I have read sporadic reports about certain dynamic layers in certain instruments being a bit off. I don't recall specifics however.


----------



## jonathanparham (May 29, 2021)

jaketanner said:


> Was hoping to get a sense of actual dynamics...like in my DAW I can get a good idea. mp is mp...but in SP it seems like they're slightly off. Maybe I just need to get used to it.


i notice this among all the libraries Stock, Spitfire, Orchestral Tools, Cinesamples


----------



## Bereckis (May 31, 2021)

jaketanner said:


> I didn't know that was possible...that is so easy, I will use that instead, thanks. I did have it set to lasso, but this is much more useful.


Where do I set this specifically? With me I can only double-click for activate. Thank you.


----------



## Bereckis (May 31, 2021)

Bereckis said:


> Where do I set this specifically? With me I can only double-click for activate. Thank you.


Has been clarified. I only have Pencil 1!


----------



## jaketanner (May 31, 2021)

Bereckis said:


> Has been clarified. I only have Pencil 1!


Ah yeah..pencil 2 is a must have. They're not that expensive.


----------



## brandowalk (May 31, 2021)

Many people comment on the hard pressure required to erase. It bothered me for a first days when I started out. At some point muscle memory kicked in and it became no big deal and quite efficient. You might try sticking with it for a bit. 

If there is a double tap method… I find it not too hard to accidentally trigger it, so that could be an issue.


----------



## dcoscina (May 31, 2021)

I use the Paperlike screen protector and I feel more secure when I'm pressing to delete a note or note stem. I also like the feel of the pencil as it moves across the surface (pun intended) of the iPad. Feels more like writing to paper than a glass tablet.


----------



## jaketanner (May 31, 2021)

brandowalk said:


> Many people comment on the hard pressure required to erase. It bothered me for a first days when I started out. At some point muscle memory kicked in and it became no big deal and quite efficient. You might try sticking with it for a bit.
> 
> If there is a double tap method… I find it not too hard to accidentally trigger it, so that could be an issue.

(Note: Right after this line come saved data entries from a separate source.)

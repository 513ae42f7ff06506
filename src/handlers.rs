//! HTTP handlers and request extractors
//!
//! Authentication lives in front of this service: an upstream gateway
//! terminates sessions and forwards the verified identity in
//! `x-user-id` / `x-user-email`. Admin routes additionally require the
//! shared `x-admin-token` secret.

use std::sync::Arc;

use axum::Json;
use axum::body::Bytes;
use axum::extract::{FromRequestParts, Path, State};
use axum::http::{HeaderMap, request::Parts};
use serde::Deserialize;

use crate::prelude::*;
use crate::entities::prelude::*;
use crate::services::checkout::CheckoutSession;
use crate::services::coupon::{CouponDraft, CouponOutcome};
use crate::services::provider::ProviderDraft;
use crate::services::{
  CheckoutService, CouponService, EntitlementService, LicenseService,
  ProviderService, SubscriptionService,
};
use crate::state::AppState;

/// Identity forwarded by the auth gateway.
pub struct CurrentUser {
  pub id: String,
  pub email: String,
}

impl<S: Send + Sync> FromRequestParts<S> for CurrentUser {
  type Rejection = AppError;

  async fn from_request_parts(
    parts: &mut Parts,
    _state: &S,
  ) -> Result<Self, Self::Rejection> {
    let header = |name: &str| {
      parts
        .headers
        .get(name)
        .and_then(|v| v.to_str().ok())
        .map(str::trim)
        .filter(|v| !v.is_empty())
        .map(str::to_string)
    };

    let id = header("x-user-id").ok_or(AppError::Unauthorized)?;
    let email = header("x-user-email").unwrap_or_default();
    Ok(Self { id, email })
  }
}

/// Admission ticket for the admin routes.
pub struct AdminGuard;

impl FromRequestParts<Arc<AppState>> for AdminGuard {
  type Rejection = AppError;

  async fn from_request_parts(
    parts: &mut Parts,
    state: &Arc<AppState>,
  ) -> Result<Self, Self::Rejection> {
    let token = parts
      .headers
      .get("x-admin-token")
      .and_then(|v| v.to_str().ok())
      .unwrap_or_default();

    if token.is_empty() || token != state.config.admin_token {
      return Err(AppError::Unauthorized);
    }
    Ok(Self)
  }
}

pub async fn health() -> Json<json::Value> {
  Json(json::json!({ "status": "ok" }))
}

// --- checkout ---

#[derive(Deserialize)]
#[serde(rename_all = "camelCase")]
pub struct SubscribeReq {
  pub plugin_id: String,
  pub plan_type: PlanType,
  #[serde(default)]
  pub coupon_code: Option<String>,
}

pub async fn subscribe(
  State(app): State<Arc<AppState>>,
  user: CurrentUser,
  Json(req): Json<SubscribeReq>,
) -> AppResult<Json<CheckoutSession>> {
  let session = CheckoutService::subscribe(
    &app.db,
    &user.id,
    &user.email,
    &req.plugin_id,
    req.plan_type,
    req.coupon_code.as_deref(),
    &app.config.currency,
  )
  .await?;
  Ok(Json(session))
}

#[derive(Deserialize)]
#[serde(rename_all = "camelCase")]
pub struct ValidateCouponReq {
  pub code: String,
  pub amount: Decimal,
  #[serde(default)]
  pub plugin_id: Option<String>,
}

pub async fn validate_coupon(
  State(app): State<Arc<AppState>>,
  user: CurrentUser,
  Json(req): Json<ValidateCouponReq>,
) -> AppResult<Json<json::Value>> {
  let outcome = CouponService::validate(
    &app.db,
    &req.code,
    &user.id,
    req.amount,
    req.plugin_id.as_deref(),
  )
  .await?;

  let body = match outcome {
    CouponOutcome::Valid(quote) => json::json!({
      "valid": true,
      "code": quote.coupon.code,
      "discountAmount": quote.discount_amount,
      "finalAmount": quote.final_amount,
    }),
    CouponOutcome::Invalid(rejection) => json::json!({
      "valid": false,
      "reason": rejection.reason(),
    }),
  };
  Ok(Json(body))
}

// --- webhooks ---

/// Stripe signs the exact bytes it sends; the body must stay raw until
/// the signature is checked.
pub async fn stripe_webhook(
  State(app): State<Arc<AppState>>,
  headers: HeaderMap,
  body: Bytes,
) -> AppResult<Json<json::Value>> {
  let provider = ProviderService::by_type(&app.db, ProviderType::Stripe)
    .await?
    .ok_or(AppError::ProviderNotFound)?;
  let signature =
    headers.get("stripe-signature").and_then(|v| v.to_str().ok());

  EntitlementService::process(&app.db, &provider, &body, signature).await?;
  Ok(Json(json::json!({ "received": true })))
}

pub async fn provider_webhook(
  State(app): State<Arc<AppState>>,
  Path(provider_id): Path<String>,
  headers: HeaderMap,
  body: Bytes,
) -> AppResult<Json<json::Value>> {
  let provider = ProviderService::get_by_id(&app.db, &provider_id)
    .await?
    .ok_or(AppError::ProviderNotFound)?;
  let signature = headers.get("x-signature").and_then(|v| v.to_str().ok());

  EntitlementService::process(&app.db, &provider, &body, signature).await?;
  Ok(Json(json::json!({ "received": true })))
}

// --- licenses ---

#[derive(Deserialize)]
#[serde(rename_all = "camelCase")]
pub struct LicenseCheckReq {
  pub license_key: String,
  #[serde(default)]
  pub domain: Option<String>,
}

pub async fn validate_license(
  State(app): State<Arc<AppState>>,
  Json(req): Json<LicenseCheckReq>,
) -> AppResult<Json<crate::services::license::LicenseVerdict>> {
  let verdict =
    LicenseService::verify(&app.db, &req.license_key, req.domain.as_deref())
      .await?;
  Ok(Json(verdict))
}

#[derive(Deserialize)]
#[serde(rename_all = "camelCase")]
pub struct ActivateDomainReq {
  pub license_key: String,
  pub domain: String,
}

pub async fn activate_license(
  State(app): State<Arc<AppState>>,
  Json(req): Json<ActivateDomainReq>,
) -> AppResult<Json<LicenseModel>> {
  let license =
    LicenseService::activate_domain(&app.db, &req.license_key, &req.domain)
      .await?;
  Ok(Json(license))
}

pub async fn my_licenses(
  State(app): State<Arc<AppState>>,
  user: CurrentUser,
) -> AppResult<Json<Vec<LicenseModel>>> {
  Ok(Json(LicenseService::by_user(&app.db, &user.id).await?))
}

// --- subscriptions ---

pub async fn my_subscriptions(
  State(app): State<Arc<AppState>>,
  user: CurrentUser,
) -> AppResult<Json<Vec<SubscriptionModel>>> {
  Ok(Json(SubscriptionService::by_user(&app.db, &user.id).await?))
}

pub async fn cancel_subscription(
  State(app): State<Arc<AppState>>,
  user: CurrentUser,
  Path(id): Path<String>,
) -> AppResult<Json<SubscriptionModel>> {
  Ok(Json(SubscriptionService::cancel(&app.db, &id, &user.id).await?))
}

// --- admin: coupons ---

pub async fn list_coupons(
  State(app): State<Arc<AppState>>,
  _admin: AdminGuard,
) -> AppResult<Json<Vec<CouponModel>>> {
  Ok(Json(CouponService::list(&app.db).await?))
}

pub async fn create_coupon(
  State(app): State<Arc<AppState>>,
  _admin: AdminGuard,
  Json(draft): Json<CouponDraft>,
) -> AppResult<Json<CouponModel>> {
  Ok(Json(CouponService::create(&app.db, draft).await?))
}

pub async fn update_coupon(
  State(app): State<Arc<AppState>>,
  _admin: AdminGuard,
  Path(id): Path<String>,
  Json(draft): Json<CouponDraft>,
) -> AppResult<Json<CouponModel>> {
  Ok(Json(CouponService::update(&app.db, &id, draft).await?))
}

pub async fn delete_coupon(
  State(app): State<Arc<AppState>>,
  _admin: AdminGuard,
  Path(id): Path<String>,
) -> AppResult<Json<json::Value>> {
  CouponService::delete(&app.db, &id).await?;
  Ok(Json(json::json!({ "success": true })))
}

// --- admin: providers ---

pub async fn list_providers(
  State(app): State<Arc<AppState>>,
  _admin: AdminGuard,
) -> AppResult<Json<Vec<PaymentProviderModel>>> {
  Ok(Json(ProviderService::list(&app.db).await?))
}

pub async fn create_provider(
  State(app): State<Arc<AppState>>,
  _admin: AdminGuard,
  Json(draft): Json<ProviderDraft>,
) -> AppResult<Json<PaymentProviderModel>> {
  Ok(Json(ProviderService::create(&app.db, draft).await?))
}

pub async fn update_provider(
  State(app): State<Arc<AppState>>,
  _admin: AdminGuard,
  Path(id): Path<String>,
  Json(draft): Json<ProviderDraft>,
) -> AppResult<Json<PaymentProviderModel>> {
  Ok(Json(ProviderService::update(&app.db, &id, draft).await?))
}

pub async fn delete_provider(
  State(app): State<Arc<AppState>>,
  _admin: AdminGuard,
  Path(id): Path<String>,
) -> AppResult<Json<json::Value>> {
  ProviderService::delete(&app.db, &id).await?;
  Ok(Json(json::json!({ "success": true })))
}

pub async fn set_default_provider(
  State(app): State<Arc<AppState>>,
  _admin: AdminGuard,
  Path(id): Path<String>,
) -> AppResult<Json<json::Value>> {
  ProviderService::set_default(&app.db, &id).await?;
  Ok(Json(json::json!({ "success": true })))
}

My concern is for the life of the iPad. That pressure over time can’t be good for the glass.


----------



## jaketanner (May 31, 2021)

dcoscina said:


> I use the Paperlike screen protector and I feel more secure when I'm pressing to delete a note or note stem. I also like the feel of the pencil as it moves across the surface (pun intended) of the iPad. Feels more like writing to paper than a glass tablet.


But doesn’t that still bend the glass? I have a matte protector also but still notice the bend


----------